2. Light has been slowed to a speed of 38 mph in extreme cold. What does that tell us about the way "space behaves?" Does anyone ever say that "space behaves" as if it is wet, when it's raining, or that "space behaves" as if it's cold when the temperature drops? Not that I've ever heard. Those features are never ascribed to space itself hauling off and "behaving" in ways it takes a notion to.

3. Are you suggesting that "space" has mass, since it is being bent by massive objects?

One Brow said: "You can always find someone with expertise who nonetheless believes the moon is really made of cheese."

Your typical way of dismissing and ignoring any issue you want to duck. Do you really think this kind of statement says anything of substance whatsoever?

One Brow said: "How do you prove that our measurements are accurate and theirs erroneoous? As I have said before, you need to step outside relativity to do that."

SR says the one who has accelerated with have it's lengths shortened. You don't have to "go outside relativy" for that. A zoologist can tell you exactly how to identify a box turtle, but he can't tell you if there's one in your backyard right now. So what?

One Brow said; "If I understand you correctly, that seems like part of the process."

What "process?" I have been trying to get you to recognize and respect the difference between experimental science and theoretical science.

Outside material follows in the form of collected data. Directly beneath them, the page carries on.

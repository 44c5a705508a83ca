//! Lattice pricing engines.
//!
//! - [`binomial`]: Cox-Ross-Rubinstein recombining tree for European options

pub mod binomial;

pub use binomial::{price_option, BinomialPricer, CrrParameters};
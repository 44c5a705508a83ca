//! Black-Scholes closed form for European options.
//!
//! Serves as the reference value the lattice and Monte Carlo engines
//! converge to.
//!
//! ## Mathematical Formulas
//!
//! **Call Price**: C = S·N(d₁) - K·e^(-rT)·N(d₂)
//! **Put Price**: P = K·e^(-rT)·N(-d₂) - S·N(-d₁)
//!
//! Where:
//! - d₁ = (ln(S/K) + (r + σ²/2)T) / (σ√T)
//! - d₂ = d₁ - σ√T

use pricer_core::math::norm_cdf;
use pricer_core::types::{MarketParams, OptionKind, OptionSpec, PricingError};

/// Black-Scholes model for European option pricing.
///
/// # Examples
/// ```
/// use pricer_core::types::{MarketParams, OptionSpec};
/// use pricer_pricing::analytical::BlackScholes;
///
/// let bs = BlackScholes::new(MarketParams::new(100.0, 0.05, 0.2)).unwrap();
/// let call = bs.price(&OptionSpec::call(100.0, 1.0).unwrap());
/// let put = bs.price(&OptionSpec::put(100.0, 1.0).unwrap());
///
/// // Put-call parity: C - P = S - K*exp(-rT)
/// let parity = call - put - (100.0 - 100.0 * (-0.05_f64).exp());
/// assert!(parity.abs() < 1e-10);
/// ```
#[derive(Debug, Clone, Copy)]
pub struct BlackScholes {
    market: MarketParams,
}

impl BlackScholes {
    /// Creates the model from validated market parameters.
    ///
    /// # Errors
    /// Returns [`PricingError::InvalidInput`] for a non-positive spot or
    /// volatility, or a non-finite rate.
    pub fn new(market: MarketParams) -> Result<Self, PricingError> {
        market.validate()?;
        Ok(Self { market })
    }

    /// Returns the market parameters.
    #[inline]
    pub fn market(&self) -> &MarketParams {
        &self.market
    }

    /// d₁ = (ln(S/K) + (r + σ²/2)T) / (σ√T)
    #[inline]
    pub fn d1(&self, strike: f64, expiry: f64) -> f64 {
        let MarketParams {
            spot,
            rate,
            volatility,
        } = self.market;
        let drift = (rate + 0.5 * volatility * volatility) * expiry;
        ((spot / strike).ln() + drift) / (volatility * expiry.sqrt())
    }

    /// d₂ = d₁ - σ√T
    #[inline]
    pub fn d2(&self, strike: f64, expiry: f64) -> f64 {
        self.d1(strike, expiry) - self.market.volatility * expiry.sqrt()
    }

    /// European call price.
    pub fn price_call(&self, strike: f64, expiry: f64) -> f64 {
        let df = (-self.market.rate * expiry).exp();
        self.market.spot * norm_cdf(self.d1(strike, expiry))
            - strike * df * norm_cdf(self.d2(strike, expiry))
    }

    /// European put price.
    pub fn price_put(&self, strike: f64, expiry: f64) -> f64 {
        let df = (-self.market.rate * expiry).exp();
        strike * df * norm_cdf(-self.d2(strike, expiry))
            - self.market.spot * norm_cdf(-self.d1(strike, expiry))
    }

    /// Prices the contract; strike and maturity are taken from `option`.
    pub fn price(&self, option: &OptionSpec) -> f64 {
        match option.kind() {
            OptionKind::Call => self.price_call(option.strike(), option.maturity()),
            OptionKind::Put => self.price_put(option.strike(), option.maturity()),
        }
    }
}
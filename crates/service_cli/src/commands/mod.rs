//! CLI command implementations
//!
//! Each submodule implements a specific CLI command.

pub mod binomial;
pub mod monte_carlo;
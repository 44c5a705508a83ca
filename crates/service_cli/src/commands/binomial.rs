//! Binomial command implementation
//!
//! Prices a European call or put on a Cox-Ross-Rubinstein lattice.

use clap::Args;
use pricer_core::types::OptionSpec;
use pricer_pricing::tree::price_option;
use tracing::info;

use crate::Result;

/// Arguments of `optprice binomial`
#[derive(Args, Debug, Clone)]
pub struct BinomialArgs {
    /// Current underlying price
    #[arg(long, default_value_t = 100.0, allow_negative_numbers = true)]
    pub spot: f64,

    /// Strike price
    #[arg(long, default_value_t = 100.0)]
    pub strike: f64,

    /// Time to maturity in years
    #[arg(long, default_value_t = 1.0)]
    pub maturity: f64,

    /// Continuously-compounded risk-free rate
    #[arg(long, default_value_t = 0.05, allow_negative_numbers = true)]
    pub rate: f64,

    /// Annualised volatility
    #[arg(long, default_value_t = 0.2)]
    pub volatility: f64,

    /// Number of lattice steps
    #[arg(long, default_value_t = 100)]
    pub steps: usize,

    /// Option kind: call or put
    #[arg(long, default_value = "call")]
    pub kind: String,
}

/// Prices the option described by `args`.
pub fn price(args: &BinomialArgs) -> Result<f64> {
    let option = OptionSpec::parse(&args.kind, args.strike, args.maturity)?;
    let price = price_option(args.spot, &option, args.rate, args.volatility, args.steps)?;
    info!(kind = %option.kind(), steps = args.steps, price, "binomial price computed");
    Ok(price)
}

/// Run the binomial command
pub fn run(args: &BinomialArgs) -> Result<()> {
    let price = price(args)?;
    println!("Estimated option price: {:.4}", price);
    Ok(())
}
//! # pricer_core: Foundation types for European option pricing
//!
//! ## Layer 1 (Foundation) Role
//!
//! pricer_core is the bottom layer of the workspace, providing:
//! - The validated option contract: `OptionKind`, `OptionSpec` (`types::option`)
//! - Per-call market inputs: `MarketParams` (`types::market`)
//! - The error taxonomy: `PricingError` (`types::error`)
//! - Standard normal distribution functions (`math::distributions`)
//!
//! ## Zero Dependency Principle
//!
//! Layer 1 has no dependencies on other pricer_* crates, with minimal external dependencies:
//! - num-traits: Traits for generic numerical computation
//! - thiserror: Error derivation
//! - serde: Serialisation support (optional)
//!
//! ## Usage Examples
//!
//! ```rust
//! use pricer_core::types::{MarketParams, OptionKind, OptionSpec, PricingError};
//!
//! let spec = OptionSpec::new(OptionKind::Call, 100.0, 1.0).unwrap();
//! assert_eq!(spec.strike(), 100.0);
//!
//! let market = MarketParams::new(100.0, 0.05, 0.2);
//! assert!(market.validate().is_ok());
//!
//! // Construction never yields a partially valid contract
//! let err = OptionSpec::new(OptionKind::Put, 100.0, -1.0).unwrap_err();
//! assert!(matches!(err, PricingError::InvalidSpec { field: "maturity", .. }));
//! ```
//!
//! ## Feature Flags
//!
//! - `serde` (default): Enable serialisation for `OptionKind`, `OptionSpec`, `MarketParams`

#![deny(missing_docs)]
#![deny(rustdoc::broken_intra_doc_links)]
#![deny(rustdoc::private_intra_doc_links)]

pub mod math;
pub mod types;
//! # pricer_pricing: European option pricing engines (Layer 3)
//!
//! ## Layer 3 Role
//!
//! pricer_pricing holds the numerical engines of the workspace:
//! - Cox-Ross-Rubinstein binomial lattice (`tree`)
//! - Payoff expression language: lexer, parser and interpreter (`payoff`)
//! - Owned, seedable random streams with deterministic sub-streams (`rng`)
//! - Monte Carlo simulation under geometric Brownian motion (`mc`)
//! - Black-Scholes closed form used as the convergence reference (`analytical`)
//!
//! Every engine is synchronous and free of I/O, and no engine holds state
//! between calls. Inputs are validated eagerly and reported through
//! [`pricer_core::types::PricingError`].
//!
//! ## Usage Example
//!
//! ```rust
//! use pricer_core::types::OptionSpec;
//! use pricer_pricing::mc::monte_carlo_price;
//! use pricer_pricing::payoff::parse_payoff_expression;
//! use pricer_pricing::tree::price_option;
//!
//! let call = OptionSpec::call(100.0, 1.0).unwrap();
//! let lattice = price_option(100.0, &call, 0.05, 0.2, 500).unwrap();
//!
//! let payoff = parse_payoff_expression("max(S - 100, 0)").unwrap();
//! let simulated = monte_carlo_price(100.0, 0.05, 0.2, 1.0, 1, 100_000, &payoff, Some(42)).unwrap();
//!
//! assert!((lattice - 10.4506).abs() < 0.01);
//! assert!((simulated - 10.4506).abs() < 0.3);
//! ```
//!
//! ## Logging
//!
//! Engines emit `tracing` events at `debug` level with the run parameters
//! (steps, paths, seed, execution mode) and the resulting price. Installing
//! a subscriber is left to the binaries.

#![deny(missing_docs)]
#![deny(rustdoc::broken_intra_doc_links)]
#![deny(rustdoc::private_intra_doc_links)]

pub mod analytical;
pub mod mc;
pub mod payoff;
pub mod rng;
pub mod tree;

pub use mc::{monte_carlo_price, MonteCarloConfig, MonteCarloPricer, PricingResult};
pub use payoff::{parse_payoff_expression, PathPayoff, PayoffFunction};
pub use tree::{price_option, BinomialPricer};
//! Path generation for Monte Carlo simulation.
//!
//! This module implements Geometric Brownian Motion (GBM) path generation
//! with the log-space (exact) step:
//!
//! ```text
//! S(t+dt) = S(t) × exp((r - 0.5σ²)dt + σ√dt × Z)
//! ```
//!
//! One standard normal `Z` is drawn per step, in step order, so a path of
//! `n` steps consumes exactly `n` variates from the stream.

use pricer_core::types::{ensure_positive, PricingError};

use crate::rng::PricerRng;

/// Parameters for Geometric Brownian Motion path generation.
///
/// # Model
///
/// Under the risk-neutral measure the asset follows:
/// ```text
/// dS = r S dt + σ S dW
/// ```
///
/// # Examples
///
/// ```rust
/// use pricer_pricing::mc::GbmParams;
///
/// let params = GbmParams {
///     spot: 100.0,
///     rate: 0.05,
///     volatility: 0.2,
///     maturity: 1.0,
/// };
/// assert!(params.validate().is_ok());
/// ```
#[derive(Clone, Copy, Debug, PartialEq)]
pub struct GbmParams {
    /// Initial spot price (S₀).
    pub spot: f64,
    /// Risk-free rate (r) - annualised.
    pub rate: f64,
    /// Volatility (σ) - annualised.
    pub volatility: f64,
    /// Time to maturity (T) - in years.
    pub maturity: f64,
}

impl GbmParams {
    /// Creates new GBM parameters.
    #[inline]
    pub fn new(spot: f64, rate: f64, volatility: f64, maturity: f64) -> Self {
        Self {
            spot,
            rate,
            volatility,
            maturity,
        }
    }

    /// Validates the parameters.
    ///
    /// # Errors
    ///
    /// Returns [`PricingError::InvalidInput`] naming the first offending
    /// field, checked in the order spot, volatility, maturity, rate.
    pub fn validate(&self) -> Result<(), PricingError> {
        ensure_positive("spot", self.spot)?;
        ensure_positive("volatility", self.volatility)?;
        ensure_positive("maturity", self.maturity)?;
        if !self.rate.is_finite() {
            return Err(PricingError::invalid_input("rate", "must be a finite number"));
        }
        Ok(())
    }

    /// Discount factor to time zero, `exp(-rT)`.
    #[inline]
    pub fn discount_factor(&self) -> f64 {
        (-self.rate * self.maturity).exp()
    }
}

impl Default for GbmParams {
    fn default() -> Self {
        Self {
            spot: 100.0,
            rate: 0.05,
            volatility: 0.2,
            maturity: 1.0,
        }
    }
}

/// Precomputed per-step GBM factors for a fixed step count.
#[derive(Clone, Copy, Debug, PartialEq)]
pub struct GbmStepper {
    spot: f64,
    drift_dt: f64,
    vol_sqrt_dt: f64,
    n_steps: usize,
}

impl GbmStepper {
    /// Precomputes `drift_dt = (r - 0.5σ²)dt` and `vol_sqrt_dt = σ√dt`.
    pub fn new(params: GbmParams, n_steps: usize) -> Self {
        let dt = params.maturity / n_steps as f64;
        Self {
            spot: params.spot,
            drift_dt: (params.rate - 0.5 * params.volatility * params.volatility) * dt,
            vol_sqrt_dt: params.volatility * dt.sqrt(),
            n_steps,
        }
    }

    /// Number of time steps per path.
    #[inline]
    pub fn n_steps(&self) -> usize {
        self.n_steps
    }

    /// Length of a full path, including the starting spot.
    #[inline]
    pub fn path_len(&self) -> usize {
        self.n_steps + 1
    }

    /// Simulates one path into `path`, overwriting its contents.
    ///
    /// `path[0]` is the spot and `path[i]` the price after step `i`.
    ///
    /// `path.len()` must equal [`path_len`](Self::path_len).
    #[inline]
    pub fn fill_path(&self, rng: &mut PricerRng, path: &mut [f64]) {
        debug_assert_eq!(path.len(), self.path_len());

        path[0] = self.spot;
        let steps = &mut path[1..];
        rng.fill_normal(steps);

        let mut price = self.spot;
        for slot in steps.iter_mut() {
            price *= (self.drift_dt + self.vol_sqrt_dt * *slot).exp();
            *slot = price;
        }
    }
}

#[cfg(test)]
mod tests {
    use super::*;
    use approx::assert_relative_eq;

    #[test]
    fn test_gbm_params_default() {
        let params = GbmParams::default();
        assert_eq!(params.spot, 100.0);
        assert_eq!(params.rate, 0.05);
        assert_eq!(params.volatility, 0.2);
        assert_eq!(params.maturity, 1.0);
    }

    #[test]
    fn test_validate_order() {
        let all_bad = GbmParams::new(0.0, f64::NAN, 0.0, 0.0);
        assert_eq!(all_bad.validate().unwrap_err().field(), Some("spot"));

        let vol_bad = GbmParams::new(100.0, f64::NAN, 0.0, 0.0);
        assert_eq!(vol_bad.validate().unwrap_err().field(), Some("volatility"));

        let maturity_bad = GbmParams::new(100.0, f64::NAN, 0.2, 0.0);
        assert_eq!(
            maturity_bad.validate().unwrap_err().field(),
            Some("maturity")
        );

        let rate_bad = GbmParams::new(100.0, f64::NAN, 0.2, 1.0);
        assert_eq!(rate_bad.validate().unwrap_err().field(), Some("rate"));
    }

    #[test]
    fn test_negative_rate_is_valid() {
        assert!(GbmParams::new(100.0, -0.01, 0.2, 1.0).validate().is_ok());
    }

    #[test]
    fn test_discount_factor() {
        let params = GbmParams::default();
        assert_relative_eq!(params.discount_factor(), (-0.05_f64).exp());
    }

    #[test]
    fn test_path_starts_at_spot_and_stays_positive() {
        let stepper = GbmStepper::new(GbmParams::default(), 50);
        let mut rng = PricerRng::from_seed(1);
        let mut path = vec![0.0; stepper.path_len()];

        stepper.fill_path(&mut rng, &mut path);

        assert_eq!(path[0], 100.0);
        assert!(path.iter().all(|&s| s > 0.0 && s.is_finite()));
    }

    #[test]
    fn test_path_uses_one_variate_per_step() {
        let params = GbmParams::default();
        let stepper = GbmStepper::new(params, 4);
        let mut rng = PricerRng::from_seed(9);
        let mut path = vec![0.0; 5];
        stepper.fill_path(&mut rng, &mut path);

        let mut replay = PricerRng::from_seed(9);
        let dt: f64 = 0.25;
        let mut expected = 100.0;
        for &value in &path[1..] {
            let z = replay.gen_normal();
            expected *= ((0.05 - 0.02) * dt + 0.2 * dt.sqrt() * z).exp();
            assert_relative_eq!(value, expected, epsilon = 1e-12);
        }

        // both streams now sit at the same position
        assert_eq!(rng.gen_normal(), replay.gen_normal());
    }

    #[test]
    fn test_zero_volatility_is_deterministic_growth() {
        let stepper = GbmStepper {
            spot: 100.0,
            drift_dt: 0.01,
            vol_sqrt_dt: 0.0,
            n_steps: 3,
        };
        let mut rng = PricerRng::from_seed(0);
        let mut path = vec![0.0; 4];
        stepper.fill_path(&mut rng, &mut path);
        assert_relative_eq!(path[3], 100.0 * 0.03_f64.exp(), epsilon = 1e-10);
    }
}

Again, the rules of formal logic regarding validity will not change one iota if a given syllogism is either (1) patently unsound, or (2) indisputably sound. "Verification" or lack thereof, in no way affects the theory and it's implications. Two completely different things.

aintnuthin said...

Let's say I have a moral "system" that says pleasure is the greatest good. As an illustration I say "eating strawberries is pleasurable, therefore eating strawberries is good."

You can go empirically test whether (for you) eating strawberries is pleasurable, so my system is completely subject to verification. Or is it? Strawberries are in fact irrelevant, per se, to my thesis, which is that pleasure is the greatest good. If you don't like strawberries, that just means they are "not good."

aintnuthin said...

One Brow said: "But GR is not just a system on its own, it a part of physics that uses the form of a form system to develop empirical knowledge."

I find this statement to be virtually incoherent, Eric. Can you elaborate on what you mean and, perhaps, tell me how GR differs from Euclidean geometry in some important aspect that you're alluding to?

aintnuthin said...

One Brow said: "How do you prove that our measurements are accurate and theirs erroneoous?"

In any number of a variety of ways, as we have previously discussed, but that's irrelevant to the point, anyway.

Suppose I flip a coin and cover it so you can't see it. Suppose it landed heads up, but you don't know it.

So what? Does your ignorance mean it's not "heads?" Does it mean it "could be tails?" It is what it is, whether you know it or not. Your personal state of enlightenment is not the standard for objective reality.

aintnuthin said...

One Brow said: "Any furture theory of gravity will need to expain what light curves."

Einstein predicted curvature, but he did not attribute it to "curved space." He said it was due to variable light speed (light slows down in the presence of strong gravitational fields--which, by the way, is exactly what at least some of the neo-lorentzian relativity theories also say, as I understand them).

"...according to the general theory of relativity, the law of the constancy of the velocity of light in vacuum, which constitutes one of the two fundamental assumptions in the special theory of relativity and to which we have already frequently referred, cannot claim any unlimited validity. A curvature of rays of light can only take place when the velocity of propagation of light varies with position." Albert Einstein (The General Theory of Relativity: Chapter 22)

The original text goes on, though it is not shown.